[THE DATA — start]
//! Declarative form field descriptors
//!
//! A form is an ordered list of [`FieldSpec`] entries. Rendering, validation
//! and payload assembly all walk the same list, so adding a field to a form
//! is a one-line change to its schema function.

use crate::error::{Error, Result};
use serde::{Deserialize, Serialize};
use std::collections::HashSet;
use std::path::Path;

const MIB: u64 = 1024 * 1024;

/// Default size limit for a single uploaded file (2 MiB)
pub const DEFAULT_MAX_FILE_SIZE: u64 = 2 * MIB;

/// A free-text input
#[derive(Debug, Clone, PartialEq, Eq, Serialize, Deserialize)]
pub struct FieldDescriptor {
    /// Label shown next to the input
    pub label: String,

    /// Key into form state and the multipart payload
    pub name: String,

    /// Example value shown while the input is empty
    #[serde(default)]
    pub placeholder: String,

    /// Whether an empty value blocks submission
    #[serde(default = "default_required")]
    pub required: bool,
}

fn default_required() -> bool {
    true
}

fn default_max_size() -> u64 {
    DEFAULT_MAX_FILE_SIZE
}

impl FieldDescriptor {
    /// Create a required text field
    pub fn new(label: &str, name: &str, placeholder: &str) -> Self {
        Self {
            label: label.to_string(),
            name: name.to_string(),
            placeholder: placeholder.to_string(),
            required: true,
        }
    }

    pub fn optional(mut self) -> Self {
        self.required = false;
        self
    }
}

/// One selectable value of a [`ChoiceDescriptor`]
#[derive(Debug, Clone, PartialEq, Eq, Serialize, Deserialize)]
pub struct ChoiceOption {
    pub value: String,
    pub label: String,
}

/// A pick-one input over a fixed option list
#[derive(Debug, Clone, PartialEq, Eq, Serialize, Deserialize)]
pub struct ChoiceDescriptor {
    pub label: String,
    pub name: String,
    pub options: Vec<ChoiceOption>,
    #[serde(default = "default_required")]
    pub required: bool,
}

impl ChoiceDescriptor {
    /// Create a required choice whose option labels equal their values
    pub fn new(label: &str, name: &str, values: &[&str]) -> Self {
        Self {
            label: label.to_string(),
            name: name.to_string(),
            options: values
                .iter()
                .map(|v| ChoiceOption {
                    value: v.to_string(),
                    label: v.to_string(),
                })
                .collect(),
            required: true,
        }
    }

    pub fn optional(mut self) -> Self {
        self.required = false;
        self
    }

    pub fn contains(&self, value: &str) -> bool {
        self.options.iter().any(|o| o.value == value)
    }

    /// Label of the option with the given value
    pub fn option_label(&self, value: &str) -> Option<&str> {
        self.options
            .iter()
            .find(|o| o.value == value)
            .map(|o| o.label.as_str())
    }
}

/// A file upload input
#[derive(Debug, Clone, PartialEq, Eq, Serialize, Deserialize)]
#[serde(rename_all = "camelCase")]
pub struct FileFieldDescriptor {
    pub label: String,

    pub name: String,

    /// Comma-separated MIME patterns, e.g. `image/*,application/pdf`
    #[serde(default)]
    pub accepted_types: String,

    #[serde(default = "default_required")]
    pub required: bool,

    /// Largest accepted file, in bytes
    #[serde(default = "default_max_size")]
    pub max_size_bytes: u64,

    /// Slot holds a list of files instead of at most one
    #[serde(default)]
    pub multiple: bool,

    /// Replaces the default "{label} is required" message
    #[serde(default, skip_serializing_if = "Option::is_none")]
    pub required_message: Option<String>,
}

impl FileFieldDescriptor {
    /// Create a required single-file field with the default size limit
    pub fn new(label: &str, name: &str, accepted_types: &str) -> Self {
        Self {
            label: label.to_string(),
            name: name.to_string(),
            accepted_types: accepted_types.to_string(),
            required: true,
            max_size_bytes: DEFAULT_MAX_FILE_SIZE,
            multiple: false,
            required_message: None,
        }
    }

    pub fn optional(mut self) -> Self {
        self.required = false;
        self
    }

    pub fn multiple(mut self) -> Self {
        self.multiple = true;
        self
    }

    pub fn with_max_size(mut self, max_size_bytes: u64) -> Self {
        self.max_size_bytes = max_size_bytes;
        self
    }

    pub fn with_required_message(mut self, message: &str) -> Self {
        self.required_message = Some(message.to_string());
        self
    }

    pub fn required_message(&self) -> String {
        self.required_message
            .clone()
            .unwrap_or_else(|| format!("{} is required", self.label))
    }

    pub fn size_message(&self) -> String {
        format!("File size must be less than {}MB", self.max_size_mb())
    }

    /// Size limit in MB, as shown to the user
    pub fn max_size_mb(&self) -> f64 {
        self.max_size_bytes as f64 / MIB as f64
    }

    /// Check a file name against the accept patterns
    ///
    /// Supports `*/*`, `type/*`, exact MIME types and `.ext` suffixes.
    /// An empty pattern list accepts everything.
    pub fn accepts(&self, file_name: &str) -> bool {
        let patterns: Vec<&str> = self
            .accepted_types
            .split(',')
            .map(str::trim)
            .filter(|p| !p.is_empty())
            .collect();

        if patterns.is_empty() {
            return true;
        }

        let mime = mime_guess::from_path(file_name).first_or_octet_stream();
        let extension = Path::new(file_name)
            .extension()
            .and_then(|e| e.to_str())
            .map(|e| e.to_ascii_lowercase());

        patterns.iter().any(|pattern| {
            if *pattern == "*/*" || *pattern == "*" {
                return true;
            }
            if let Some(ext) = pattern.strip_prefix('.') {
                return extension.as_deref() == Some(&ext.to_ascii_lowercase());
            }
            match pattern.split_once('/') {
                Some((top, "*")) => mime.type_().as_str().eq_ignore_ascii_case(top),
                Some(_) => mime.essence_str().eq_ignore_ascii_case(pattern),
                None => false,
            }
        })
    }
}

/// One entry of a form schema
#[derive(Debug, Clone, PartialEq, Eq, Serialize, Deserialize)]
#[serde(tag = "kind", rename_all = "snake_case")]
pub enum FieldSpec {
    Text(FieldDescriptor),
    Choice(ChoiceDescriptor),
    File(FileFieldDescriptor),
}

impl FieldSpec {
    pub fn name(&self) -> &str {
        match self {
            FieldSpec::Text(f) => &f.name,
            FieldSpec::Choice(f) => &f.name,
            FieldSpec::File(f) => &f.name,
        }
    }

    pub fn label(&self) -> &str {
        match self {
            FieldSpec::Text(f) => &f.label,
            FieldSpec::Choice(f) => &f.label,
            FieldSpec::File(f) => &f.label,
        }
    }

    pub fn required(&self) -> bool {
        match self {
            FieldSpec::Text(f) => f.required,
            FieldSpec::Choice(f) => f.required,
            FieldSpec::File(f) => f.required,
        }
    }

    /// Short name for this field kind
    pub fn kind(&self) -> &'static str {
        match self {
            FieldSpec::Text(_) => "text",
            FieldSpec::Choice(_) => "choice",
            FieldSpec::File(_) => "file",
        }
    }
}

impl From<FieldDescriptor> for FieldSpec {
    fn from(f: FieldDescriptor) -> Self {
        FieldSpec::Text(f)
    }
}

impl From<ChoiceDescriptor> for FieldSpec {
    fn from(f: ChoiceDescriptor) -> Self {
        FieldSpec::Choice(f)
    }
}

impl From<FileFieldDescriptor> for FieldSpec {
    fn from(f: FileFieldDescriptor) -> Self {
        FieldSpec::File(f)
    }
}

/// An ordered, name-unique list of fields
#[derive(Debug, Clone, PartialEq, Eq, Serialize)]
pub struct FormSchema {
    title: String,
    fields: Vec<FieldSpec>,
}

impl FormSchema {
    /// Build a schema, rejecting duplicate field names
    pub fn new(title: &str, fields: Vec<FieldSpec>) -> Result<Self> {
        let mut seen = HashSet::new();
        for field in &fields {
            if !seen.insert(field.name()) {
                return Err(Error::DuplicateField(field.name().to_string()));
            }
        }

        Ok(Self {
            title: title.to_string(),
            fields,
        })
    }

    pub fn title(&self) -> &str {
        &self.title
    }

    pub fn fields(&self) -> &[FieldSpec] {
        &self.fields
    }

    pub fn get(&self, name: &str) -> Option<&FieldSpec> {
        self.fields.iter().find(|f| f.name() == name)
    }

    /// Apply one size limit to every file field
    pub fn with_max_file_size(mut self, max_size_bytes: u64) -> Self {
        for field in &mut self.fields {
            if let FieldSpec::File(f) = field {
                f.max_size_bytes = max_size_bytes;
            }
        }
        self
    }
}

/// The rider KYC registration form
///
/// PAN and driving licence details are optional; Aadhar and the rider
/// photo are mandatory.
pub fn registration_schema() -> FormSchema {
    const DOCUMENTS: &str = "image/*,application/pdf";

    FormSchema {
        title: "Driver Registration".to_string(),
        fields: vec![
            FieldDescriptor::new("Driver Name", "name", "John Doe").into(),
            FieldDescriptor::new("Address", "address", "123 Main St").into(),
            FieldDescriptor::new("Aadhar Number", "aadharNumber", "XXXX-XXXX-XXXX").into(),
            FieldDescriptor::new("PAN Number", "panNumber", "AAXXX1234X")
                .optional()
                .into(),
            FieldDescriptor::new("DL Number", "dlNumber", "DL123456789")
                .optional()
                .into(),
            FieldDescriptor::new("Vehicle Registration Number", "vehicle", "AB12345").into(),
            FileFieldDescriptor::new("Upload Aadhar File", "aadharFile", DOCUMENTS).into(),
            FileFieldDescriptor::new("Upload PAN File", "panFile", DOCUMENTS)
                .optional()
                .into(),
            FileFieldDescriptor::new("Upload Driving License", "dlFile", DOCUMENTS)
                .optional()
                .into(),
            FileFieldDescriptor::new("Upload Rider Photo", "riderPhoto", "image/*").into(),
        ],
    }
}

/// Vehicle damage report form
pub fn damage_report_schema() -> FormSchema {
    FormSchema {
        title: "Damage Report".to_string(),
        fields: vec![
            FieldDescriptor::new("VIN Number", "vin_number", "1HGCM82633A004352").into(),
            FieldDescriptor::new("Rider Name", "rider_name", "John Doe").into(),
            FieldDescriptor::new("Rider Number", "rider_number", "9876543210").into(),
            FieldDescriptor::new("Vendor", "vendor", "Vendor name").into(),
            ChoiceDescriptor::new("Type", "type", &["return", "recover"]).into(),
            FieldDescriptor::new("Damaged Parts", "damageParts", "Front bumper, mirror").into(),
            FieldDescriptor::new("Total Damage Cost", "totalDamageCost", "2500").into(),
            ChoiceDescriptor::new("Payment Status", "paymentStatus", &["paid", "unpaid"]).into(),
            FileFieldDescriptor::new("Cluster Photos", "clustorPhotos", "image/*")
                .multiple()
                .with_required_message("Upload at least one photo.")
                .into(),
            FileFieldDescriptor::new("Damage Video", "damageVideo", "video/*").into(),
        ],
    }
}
[THE DATA — finish]
▶ _ACTIVITY_: Above are the entries. Copy exactly the part that opens with the line containing "input is empty" and closes with the line containing "fn default_required() ->", and no more.

▶ _WRITTEN SOLUTION_:
    /// Example value shown while the input is empty
    #[serde(default)]
    pub placeholder: String,

    /// Whether an empty value blocks submission
    #[serde(default = "default_required")]
    pub required: bool,
}

fn default_required() -> bool {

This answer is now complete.